By slow degrees the two armies closed with each other in deadly strife. Both parties had dismounted and fought on foot with lances shortened to five feet. Du Guesclin and his division attacked that of Knolles. Auxerre fell upon De Clisson, while the divisions of the two rival princes closed with each other. After desperate fighting numbers prevailed. De Montford was driven back, but Calverley advanced to his aid, fell upon the rear of the French, threw them into disorder, and then having rallied De Montford's men, retired to his former position in readiness to give succor again where it might be needed.

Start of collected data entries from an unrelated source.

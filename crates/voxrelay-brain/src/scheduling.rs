// SPDX-FileCopyrightText: 2026 VoxRelay Contributors
// SPDX-License-Identifier: MIT OR Apache-2.0

//! Scheduling-intent shortcut.
//!
//! When the user clearly wants to book time, skipping the model and sending
//! the calendar link directly is both faster and more reliable than hoping
//! the model remembers to include it.

use regex::Regex;
use tracing::debug;

/// Detects booking intent and produces the calendar reply.
pub struct SchedulingDetector {
    pattern: Regex,
    calendar_link: String,
}

impl SchedulingDetector {
    pub fn new(calendar_link: String) -> Self {
        // Intent phrases, case-insensitive. Kept deliberately narrow: a
        // false positive hijacks the conversation with a link nobody asked
        // for, a false negative just means the model handles it.
        let pattern = Regex::new(
            r"(?i)\b(schedule|appointment|book (a |an )?(call|demo|meeting|slot)|calendar|availability|available times?|set up a (call|demo|meeting)|meeting next)\b",
        )
        .unwrap();
        Self {
            pattern,
            calendar_link,
        }
    }

    /// Returns the canned scheduling reply when `text` carries booking
    /// intent.
    pub fn detect(&self, text: &str) -> Option<String> {
        if !self.pattern.is_match(text) {
            return None;
        }
        debug!("scheduling intent detected");
        Some(format!(
            "I'd be glad to set that up! You can pick a time that suits you right here: {}. Looking forward to talking!",
            self.calendar_link
        ))
    }
}

#[cfg(test)]
mod tests {
    use super::*;

    fn detector() -> SchedulingDetector {
        SchedulingDetector::new("https://cal.example.com/sales".into())
    }

    #[test]
    fn booking_phrases_trigger_the_link() {
        for text in [
            "Can we schedule a call?",
            "I want to book a demo",
            "What's your availability this week?",
            "Do you have an appointment slot on Friday?",
        ] {
            let reply = detector().detect(text);
            assert!(
                reply
                    .as_deref()
                    .is_some_and(|r| r.contains("https://cal.example.com/sales")),
                "text: {text}"
            );
        }
    }

    #[test]
    fn ordinary_questions_do_not_trigger() {
        for text in [
            "How much does it cost?",
            "Tell me about your product",
            "Is the booking feature included in the basic plan?",
        ] {
            assert_eq!(detector().detect(text), None, "text: {text}");
        }
    }

    #[test]
    fn detection_is_case_insensitive() {
        assert!(detector().detect("SCHEDULE A MEETING PLEASE").is_some());
    }
}
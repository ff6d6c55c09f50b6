// SPDX-FileCopyrightText: 2026 VoxRelay Contributors
// SPDX-License-Identifier: MIT OR Apache-2.0

//! Error types for the VoxRelay assistant.

use thiserror::Error;

/// The primary error type used across all VoxRelay adapter traits and the
/// message pipeline.
#[derive(Debug, Error)]
pub enum RelayError {
    /// Configuration errors (invalid TOML, missing required fields, type mismatches).
    #[error("configuration error: {0}")]
    Config(String),

    /// Messaging gateway errors (instance management, media download, delivery).
    #[error("gateway error: {message}")]
    Gateway {
        message: String,
        /// HTTP status the gateway answered with, when it answered at all.
        /// Drives retry classification.
        status: Option<u16>,
        source: Option<Box<dyn std::error::Error + Send + Sync>>,
    },

    /// Speech-to-text vendor errors (upload failure, rejected audio, quota).
    #[error("transcription error: {message}")]
    Transcription {
        message: String,
        source: Option<Box<dyn std::error::Error + Send + Sync>>,
    },

    /// Reply generation errors (chat-completion failure across all models).
    #[error("reply error: {message}")]
    Reply {
        message: String,
        /// HTTP status the vendor answered with, when it answered at all.
        status: Option<u16>,
        source: Option<Box<dyn std::error::Error + Send + Sync>>,
    },

    /// Speech synthesis errors (one strategy failing; the chain may still recover).
    #[error("synthesis error: {message}")]
    Synthesis {
        message: String,
        source: Option<Box<dyn std::error::Error + Send + Sync>>,
    },

    /// Local filesystem errors around scratch audio files.
    #[error("io error: {0}")]
    Io(#[from] std::io::Error),

    /// Operation timed out.
    #[error("operation timed out after {duration:?}")]
    Timeout { duration: std::time::Duration },

    /// Internal or unexpected errors.
    #[error("internal error: {0}")]
    Internal(String),
}
// SPDX-FileCopyrightText: 2026 VoxRelay Contributors
// SPDX-License-Identifier: MIT OR Apache-2.0

//! Retry with exponential backoff, shared by every vendor call site.
//!
//! Policies are data, not behavior: call sites pick attempt counts and
//! delays, the combinator owns the loop, the backoff curve, and the jitter.

use std::future::Future;
use std::time::Duration;

use rand::Rng;
use tracing::warn;
use voxrelay_core::RelayError;

/// Jitter fraction applied on top of each computed delay, so clients that
/// failed together do not retry in lockstep.
const JITTER_FRACTION: f64 = 0.1;

/// Backoff parameters for a retryable operation.
#[derive(Debug, Clone, Copy)]
pub struct RetryPolicy {
    /// Total attempts, including the first. Must be at least 1.
    pub max_attempts: u32,
    /// Delay before the second attempt.
    pub base_delay: Duration,
    /// Upper bound on any single delay, pre-jitter.
    pub max_delay: Duration,
    /// Multiplier applied to the delay after each failed attempt.
    pub factor: f64,
}

impl RetryPolicy {
    /// Policy for session establishment: three attempts with increasing
    /// waits, since the gateway can take several seconds to provision an
    /// instance.
    pub fn connect() -> Self {
        Self {
            max_attempts: 3,
            base_delay: Duration::from_secs(5),
            max_delay: Duration::from_secs(15),
            factor: 2.0,
        }
    }

    /// Policy for vendor API calls (transcription, chat completion).
    pub fn vendor() -> Self {
        Self {
            max_attempts: 3,
            base_delay: Duration::from_secs(1),
            max_delay: Duration::from_secs(10),
            factor: 2.0,
        }
    }

    /// Backoff delay after the given failed attempt (1-based), pre-jitter.
    fn delay_for(&self, attempt: u32) -> Duration {
        let exp = self.factor.powi(attempt.saturating_sub(1) as i32);
        let raw = self.base_delay.as_secs_f64() * exp;
        Duration::from_secs_f64(raw.min(self.max_delay.as_secs_f64()))
    }

    /// Backoff delay with jitter applied.
    fn jittered_delay_for(&self, attempt: u32) -> Duration {
        let delay = self.delay_for(attempt);
        let jitter = rand::thread_rng().gen_range(0.0..JITTER_FRACTION);
        delay.mul_f64(1.0 + jitter)
    }
}

/// Runs `op` until it succeeds or the policy's attempts are exhausted,
/// sleeping between attempts. `is_retryable` classifies each failure: a
/// non-retryable error (bad credentials, malformed request) is returned
/// immediately instead of burning the remaining attempts.
pub async fn retry<T, E, F, Fut, P>(
    policy: RetryPolicy,
    op_name: &str,
    mut op: F,
    is_retryable: P,
) -> Result<T, E>
where
    E: std::fmt::Display,
    F: FnMut() -> Fut,
    Fut: Future<Output = Result<T, E>>,
    P: Fn(&E) -> bool,
{
    let attempts = policy.max_attempts.max(1);
    let mut last_error = None;

    for attempt in 1..=attempts {
        match op().await {
            Ok(value) => return Ok(value),
            Err(e) => {
                if !is_retryable(&e) {
                    warn!(op = op_name, attempt, error = %e, "non-retryable error, giving up");
                    return Err(e);
                }
                if attempt < attempts {
                    let delay = policy.jittered_delay_for(attempt);
                    warn!(
                        op = op_name,
                        attempt,
                        max_attempts = attempts,
                        delay_ms = delay.as_millis() as u64,
                        error = %e,
                        "operation failed, backing off"
                    );
                    tokio::time::sleep(delay).await;
                } else {
                    warn!(op = op_name, attempts, error = %e, "operation failed, giving up");
                }
                last_error = Some(e);
            }
        }
    }

    // attempts >= 1, so at least one error was recorded.
    Err(last_error.unwrap())
}

/// Returns true for HTTP status codes that indicate transient errors worth
/// retrying.
pub fn is_transient_status(status: u16) -> bool {
    matches!(status, 429 | 500 | 502 | 503 | 504)
}

/// Retry classification for [`RelayError`]: vendor answers are judged by
/// their HTTP status, while network-level failures (no status at all) and
/// timeouts are assumed transient.
pub fn is_transient(error: &RelayError) -> bool {
    match error {
        RelayError::Gateway { status, .. } | RelayError::Reply { status, .. } => {
            status.map_or(true, is_transient_status)
        }
        RelayError::Timeout { .. } => true,
        _ => false,
    }
}

#[cfg(test)]
mod tests {
    use super::*;
    use std::sync::atomic::{AtomicU32, Ordering};

    fn fast_policy() -> RetryPolicy {
        RetryPolicy {
            max_attempts: 3,
            base_delay: Duration::from_millis(10),
            max_delay: Duration::from_millis(40),
            factor: 2.0,
        }
    }

    #[tokio::test(start_paused = true)]
    async fn succeeds_first_try_without_sleeping() {
        let calls = AtomicU32::new(0);
        let result: Result<u32, String> = retry(
            fast_policy(),
            "test",
            || {
                calls.fetch_add(1, Ordering::SeqCst);
                async { Ok(42) }
            },
            |_| true,
        )
        .await;
        assert_eq!(result.unwrap(), 42);
        assert_eq!(calls.load(Ordering::SeqCst), 1);
    }

    #[tokio::test(start_paused = true)]
    async fn recovers_after_transient_failures() {
        let calls = AtomicU32::new(0);
        let result: Result<&str, String> = retry(
            fast_policy(),
            "test",
            || {
                let n = calls.fetch_add(1, Ordering::SeqCst);
                async move {
                    if n < 2 {
                        Err(format!("failure {n}"))
                    } else {
                        Ok("recovered")
                    }
                }
            },
            |_| true,
        )
        .await;
        assert_eq!(result.unwrap(), "recovered");
        assert_eq!(calls.load(Ordering::SeqCst), 3);
    }

    #[tokio::test(start_paused = true)]
    async fn returns_last_error_on_exhaustion() {
        let calls = AtomicU32::new(0);
        let result: Result<(), String> = retry(
            fast_policy(),
            "test",
            || {
                let n = calls.fetch_add(1, Ordering::SeqCst);
                async move { Err(format!("failure {n}")) }
            },
            |_| true,
        )
        .await;
        assert_eq!(result.unwrap_err(), "failure 2");
        assert_eq!(calls.load(Ordering::SeqCst), 3);
    }

    #[tokio::test(start_paused = true)]
    async fn non_retryable_error_fails_on_the_first_attempt() {
        let calls = AtomicU32::new(0);
        let result: Result<(), RelayError> = retry(
            fast_policy(),
            "test",
            || {
                calls.fetch_add(1, Ordering::SeqCst);
                async {
                    Err(RelayError::Reply {
                        message: "completion returned 401".into(),
                        status: Some(401),
                        source: None,
                    })
                }
            },
            is_transient,
        )
        .await;
        assert!(result.is_err());
        assert_eq!(calls.load(Ordering::SeqCst), 1);
    }

    #[test]
    fn relay_errors_classify_by_status() {
        let with_status = |status| RelayError::Reply {
            message: format!("completion returned {status}"),
            status: Some(status),
            source: None,
        };
        assert!(is_transient(&with_status(429)));
        assert!(is_transient(&with_status(503)));
        assert!(!is_transient(&with_status(401)));
        assert!(!is_transient(&with_status(422)));

        // No status means the request never got an answer.
        assert!(is_transient(&RelayError::Gateway {
            message: "connection refused".into(),
            status: None,
            source: None,
        }));
        assert!(is_transient(&RelayError::Timeout {
            duration: Duration::from_secs(30),
        }));
        assert!(!is_transient(&RelayError::Config("bad key".into())));
    }

    #[test]
    fn delay_grows_and_caps() {
        let policy = RetryPolicy {
            max_attempts: 5,
            base_delay: Duration::from_secs(5),
            max_delay: Duration::from_secs(15),
            factor: 2.0,
        };
        assert_eq!(policy.delay_for(1), Duration::from_secs(5));
        assert_eq!(policy.delay_for(2), Duration::from_secs(10));
        // 20s raw, capped at 15s.
        assert_eq!(policy.delay_for(3), Duration::from_secs(15));
        assert_eq!(policy.delay_for(4), Duration::from_secs(15));
    }

    #[test]
    fn jitter_stays_within_fraction() {
        let policy = fast_policy();
        for attempt in 1..=3 {
            let base = policy.delay_for(attempt);
            for _ in 0..50 {
                let jittered = policy.jittered_delay_for(attempt);
                assert!(jittered >= base);
                assert!(jittered <= base.mul_f64(1.0 + JITTER_FRACTION));
            }
        }
    }

    #[test]
    fn transient_statuses() {
        assert!(is_transient_status(429));
        assert!(is_transient_status(500));
        assert!(is_transient_status(503));
        assert!(!is_transient_status(400));
        assert!(!is_transient_status(401));
        assert!(!is_transient_status(404));
    }
}
// SPDX-FileCopyrightText: 2026 VoxRelay Contributors
// SPDX-License-Identifier: MIT OR Apache-2.0

//! Single-slot connection setup guard.
//!
//! At most one QR/pairing setup flow may run at a time. A second caller
//! gets an immediate "in progress" answer instead of queueing behind the
//! first. The guard also caches the last known connection snapshot so
//! health checks never have to touch the network.

use std::sync::RwLock;

use chrono::{DateTime, Utc};
use tokio::sync::{Mutex, TryLockError};

use voxrelay_core::ConnectionStatus;

/// Last observed connection state, updated by status polls and webhook
/// `connection.update` events.
#[derive(Debug, Clone)]
pub struct CachedConnection {
    /// Last known gateway connection status.
    pub status: ConnectionStatus,
    /// Most recent QR code (base64 PNG), if one is outstanding.
    pub qr: Option<String>,
    /// When the snapshot was last refreshed.
    pub last_checked: Option<DateTime<Utc>>,
}

impl Default for CachedConnection {
    fn default() -> Self {
        Self {
            status: ConnectionStatus::Unknown,
            qr: None,
            last_checked: None,
        }
    }
}

/// Serializes connection setup and caches the latest snapshot.
pub struct ConnectionGuard {
    setup: Mutex<()>,
    cached: RwLock<CachedConnection>,
}

impl ConnectionGuard {
    pub fn new() -> Self {
        Self {
            setup: Mutex::new(()),
            cached: RwLock::new(CachedConnection::default()),
        }
    }

    /// Try to acquire the setup slot without waiting.
    ///
    /// Returns an error when another setup flow is already running.
    pub fn try_begin_setup(&self) -> Result<tokio::sync::MutexGuard<'_, ()>, TryLockError> {
        self.setup.try_lock()
    }

    /// Snapshot of the cached connection state.
    pub fn cached(&self) -> CachedConnection {
        match self.cached.read() {
            Ok(guard) => guard.clone(),
            Err(poisoned) => poisoned.into_inner().clone(),
        }
    }

    /// Record a fresh status observation. Clears any cached QR once the
    /// connection is open.
    pub fn record_status(&self, status: ConnectionStatus) {
        let mut guard = match self.cached.write() {
            Ok(guard) => guard,
            Err(poisoned) => poisoned.into_inner(),
        };
        if status.is_open() {
            guard.qr = None;
        }
        guard.status = status;
        guard.last_checked = Some(Utc::now());
    }

    /// Record a freshly issued QR code.
    pub fn record_qr(&self, qr: Option<String>) {
        let mut guard = match self.cached.write() {
            Ok(guard) => guard,
            Err(poisoned) => poisoned.into_inner(),
        };
        guard.qr = qr;
        guard.last_checked = Some(Utc::now());
    }
}

impl Default for ConnectionGuard {
    fn default() -> Self {
        Self::new()
    }
}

In the mean time Clisson had been engaged in a desperate struggle with the Count of Auxerre, but was obtaining no advantage. Clisson himself had received the blow of a battle-ax which had dashed in the visor of his helmet and blinded forever one of his eyes. He was still leading his men, but the enemies' superior numbers were pressing him back, when Chandos, the instant the assistance of Calverley had relieved De Montford's division, perceiving his danger, drew off a few men-at-arms, and with them fell upon the rear of the Count of Auxerre, and dashing all who opposed him to the ground with his battle-ax, cleft his way to the very center of the enemy. Pressed by De Clisson in front and broken by the sudden attack of Chandos in the rear, the French division gave way in every direction. Auxerre was desperately wounded, and he and De Joigny both taken prisoners.
Chandos then returned to De Montford, who had gallantly followed up the advantage gained by the confusion into which Charles' division had been thrown by the attack of Calverley. Charles was routed, he himself struck down and slain by an English soldier, and the division defeated with great slaughter. De Montford's whole force now gathered round Du Guesclin's division, which now alone remained, and after fighting gallantly until all hope was gone, the brave French knight and his companions yielded themselves as prisoners.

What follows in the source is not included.